**TASK STATEMENT:**
Would you reproduce exactly the lines below from the one holding "use super::*;" through the one holding "fn name(value: &str)", inclusive, and no others?
[[ DATA SECTION, beginning ]]
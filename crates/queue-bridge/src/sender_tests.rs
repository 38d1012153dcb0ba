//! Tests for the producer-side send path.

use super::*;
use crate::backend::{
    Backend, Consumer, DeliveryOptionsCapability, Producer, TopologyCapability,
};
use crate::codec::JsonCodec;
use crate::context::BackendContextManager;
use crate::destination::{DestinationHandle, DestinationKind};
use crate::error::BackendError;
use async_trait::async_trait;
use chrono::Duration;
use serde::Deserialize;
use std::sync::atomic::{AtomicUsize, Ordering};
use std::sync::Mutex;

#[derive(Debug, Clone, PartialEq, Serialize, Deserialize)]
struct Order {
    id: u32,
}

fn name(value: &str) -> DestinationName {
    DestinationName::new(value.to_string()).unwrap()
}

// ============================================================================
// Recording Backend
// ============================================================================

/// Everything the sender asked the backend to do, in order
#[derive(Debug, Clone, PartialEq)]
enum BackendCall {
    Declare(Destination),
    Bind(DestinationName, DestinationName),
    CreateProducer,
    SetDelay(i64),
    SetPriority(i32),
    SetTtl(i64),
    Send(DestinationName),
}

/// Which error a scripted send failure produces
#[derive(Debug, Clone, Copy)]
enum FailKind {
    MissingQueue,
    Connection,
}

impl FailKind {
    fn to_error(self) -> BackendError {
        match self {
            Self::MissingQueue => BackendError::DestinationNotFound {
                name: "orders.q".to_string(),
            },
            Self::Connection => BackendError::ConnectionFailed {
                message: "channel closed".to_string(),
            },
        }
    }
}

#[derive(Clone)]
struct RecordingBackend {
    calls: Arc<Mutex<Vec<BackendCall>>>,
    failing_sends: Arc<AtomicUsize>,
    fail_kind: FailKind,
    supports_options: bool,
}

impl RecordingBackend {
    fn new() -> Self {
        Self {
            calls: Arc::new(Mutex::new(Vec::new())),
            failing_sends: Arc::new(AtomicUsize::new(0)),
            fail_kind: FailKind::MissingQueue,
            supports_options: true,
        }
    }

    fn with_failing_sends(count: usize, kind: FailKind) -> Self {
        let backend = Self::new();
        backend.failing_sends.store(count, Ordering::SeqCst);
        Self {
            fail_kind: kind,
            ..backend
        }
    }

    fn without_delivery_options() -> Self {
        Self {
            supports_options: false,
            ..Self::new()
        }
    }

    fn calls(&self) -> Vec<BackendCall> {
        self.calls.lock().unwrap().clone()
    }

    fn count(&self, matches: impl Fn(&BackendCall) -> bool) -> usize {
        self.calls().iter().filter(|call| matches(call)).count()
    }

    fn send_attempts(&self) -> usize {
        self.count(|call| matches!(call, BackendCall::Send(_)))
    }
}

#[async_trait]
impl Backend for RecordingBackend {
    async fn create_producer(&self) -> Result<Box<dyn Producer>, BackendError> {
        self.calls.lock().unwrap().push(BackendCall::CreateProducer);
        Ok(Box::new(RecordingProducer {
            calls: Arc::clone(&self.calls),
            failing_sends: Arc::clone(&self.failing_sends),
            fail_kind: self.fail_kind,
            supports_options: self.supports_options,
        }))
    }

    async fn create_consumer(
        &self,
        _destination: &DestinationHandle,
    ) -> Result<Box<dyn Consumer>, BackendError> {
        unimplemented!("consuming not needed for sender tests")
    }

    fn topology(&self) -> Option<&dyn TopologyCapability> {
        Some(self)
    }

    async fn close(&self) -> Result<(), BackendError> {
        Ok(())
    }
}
[[ DATA SECTION, end ]]
[[ DATA SECTION, beginning ]]
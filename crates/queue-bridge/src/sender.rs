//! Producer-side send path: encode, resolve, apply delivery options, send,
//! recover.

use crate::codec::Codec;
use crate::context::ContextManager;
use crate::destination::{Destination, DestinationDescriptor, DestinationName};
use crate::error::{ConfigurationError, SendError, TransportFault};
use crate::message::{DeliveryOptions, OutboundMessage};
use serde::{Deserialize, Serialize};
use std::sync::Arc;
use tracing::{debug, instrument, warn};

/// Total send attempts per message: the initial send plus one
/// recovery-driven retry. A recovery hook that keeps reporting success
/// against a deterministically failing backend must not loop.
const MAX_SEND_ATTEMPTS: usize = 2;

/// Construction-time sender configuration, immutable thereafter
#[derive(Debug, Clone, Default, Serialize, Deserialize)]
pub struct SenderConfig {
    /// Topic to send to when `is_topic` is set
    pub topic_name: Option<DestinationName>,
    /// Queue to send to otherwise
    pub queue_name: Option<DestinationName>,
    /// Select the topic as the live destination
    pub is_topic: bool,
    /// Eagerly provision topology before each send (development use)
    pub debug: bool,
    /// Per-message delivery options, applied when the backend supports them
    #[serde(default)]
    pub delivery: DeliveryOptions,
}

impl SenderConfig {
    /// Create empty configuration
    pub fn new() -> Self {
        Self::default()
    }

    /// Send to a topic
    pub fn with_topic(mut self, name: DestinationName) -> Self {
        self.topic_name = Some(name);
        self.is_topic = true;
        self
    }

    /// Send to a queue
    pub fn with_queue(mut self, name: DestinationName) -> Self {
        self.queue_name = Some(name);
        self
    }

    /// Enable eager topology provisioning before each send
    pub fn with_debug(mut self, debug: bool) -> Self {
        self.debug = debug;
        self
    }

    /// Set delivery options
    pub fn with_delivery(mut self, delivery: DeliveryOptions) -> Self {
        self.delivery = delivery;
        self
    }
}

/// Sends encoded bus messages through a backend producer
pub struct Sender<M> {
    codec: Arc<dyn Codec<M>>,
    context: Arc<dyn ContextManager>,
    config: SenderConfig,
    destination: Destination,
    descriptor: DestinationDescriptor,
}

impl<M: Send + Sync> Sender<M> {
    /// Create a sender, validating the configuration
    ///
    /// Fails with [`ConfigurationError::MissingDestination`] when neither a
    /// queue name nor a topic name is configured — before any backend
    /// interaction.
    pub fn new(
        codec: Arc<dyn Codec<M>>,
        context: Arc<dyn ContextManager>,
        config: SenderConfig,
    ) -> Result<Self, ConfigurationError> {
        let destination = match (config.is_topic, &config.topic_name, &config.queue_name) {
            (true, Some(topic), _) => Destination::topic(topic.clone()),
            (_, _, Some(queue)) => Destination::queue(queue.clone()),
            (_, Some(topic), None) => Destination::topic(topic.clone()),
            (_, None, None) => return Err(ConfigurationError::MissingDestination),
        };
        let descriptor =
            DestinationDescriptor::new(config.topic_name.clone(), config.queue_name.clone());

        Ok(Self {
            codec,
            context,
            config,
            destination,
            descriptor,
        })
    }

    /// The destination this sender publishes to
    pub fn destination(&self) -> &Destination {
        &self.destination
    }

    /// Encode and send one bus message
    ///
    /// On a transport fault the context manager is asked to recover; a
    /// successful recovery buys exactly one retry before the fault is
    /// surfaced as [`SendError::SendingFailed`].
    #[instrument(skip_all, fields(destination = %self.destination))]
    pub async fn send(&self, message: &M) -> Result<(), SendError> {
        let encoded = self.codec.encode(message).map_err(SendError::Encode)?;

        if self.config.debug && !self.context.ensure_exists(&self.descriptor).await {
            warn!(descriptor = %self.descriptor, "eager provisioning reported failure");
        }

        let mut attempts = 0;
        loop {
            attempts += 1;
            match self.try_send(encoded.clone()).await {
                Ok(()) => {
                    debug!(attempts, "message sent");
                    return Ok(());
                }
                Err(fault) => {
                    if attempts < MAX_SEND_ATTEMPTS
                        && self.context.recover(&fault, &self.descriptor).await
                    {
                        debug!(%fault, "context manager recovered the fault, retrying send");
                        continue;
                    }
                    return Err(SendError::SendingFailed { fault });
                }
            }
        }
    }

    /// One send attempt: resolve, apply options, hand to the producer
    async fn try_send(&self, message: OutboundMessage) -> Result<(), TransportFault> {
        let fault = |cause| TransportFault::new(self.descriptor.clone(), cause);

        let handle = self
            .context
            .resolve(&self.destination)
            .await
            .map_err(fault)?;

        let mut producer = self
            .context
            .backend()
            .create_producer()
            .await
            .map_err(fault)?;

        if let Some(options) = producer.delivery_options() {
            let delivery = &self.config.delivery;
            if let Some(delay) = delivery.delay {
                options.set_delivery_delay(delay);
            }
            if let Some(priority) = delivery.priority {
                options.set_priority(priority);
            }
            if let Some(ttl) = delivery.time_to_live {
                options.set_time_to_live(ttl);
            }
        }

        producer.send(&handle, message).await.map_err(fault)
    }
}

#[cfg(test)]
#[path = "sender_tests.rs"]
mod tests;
[[ DATA SECTION, end ]]
**RESULT OF THIS TASK:**
use super::*;
use crate::backend::{
    Backend, Consumer, DeliveryOptionsCapability, Producer, TopologyCapability,
};
use crate::codec::JsonCodec;
use crate::context::BackendContextManager;
use crate::destination::{DestinationHandle, DestinationKind};
use crate::error::BackendError;
use async_trait::async_trait;
use chrono::Duration;
use serde::Deserialize;
use std::sync::atomic::{AtomicUsize, Ordering};
use std::sync::Mutex;

#[derive(Debug, Clone, PartialEq, Serialize, Deserialize)]
struct Order {
    id: u32,
}

fn name(value: &str) -> DestinationName {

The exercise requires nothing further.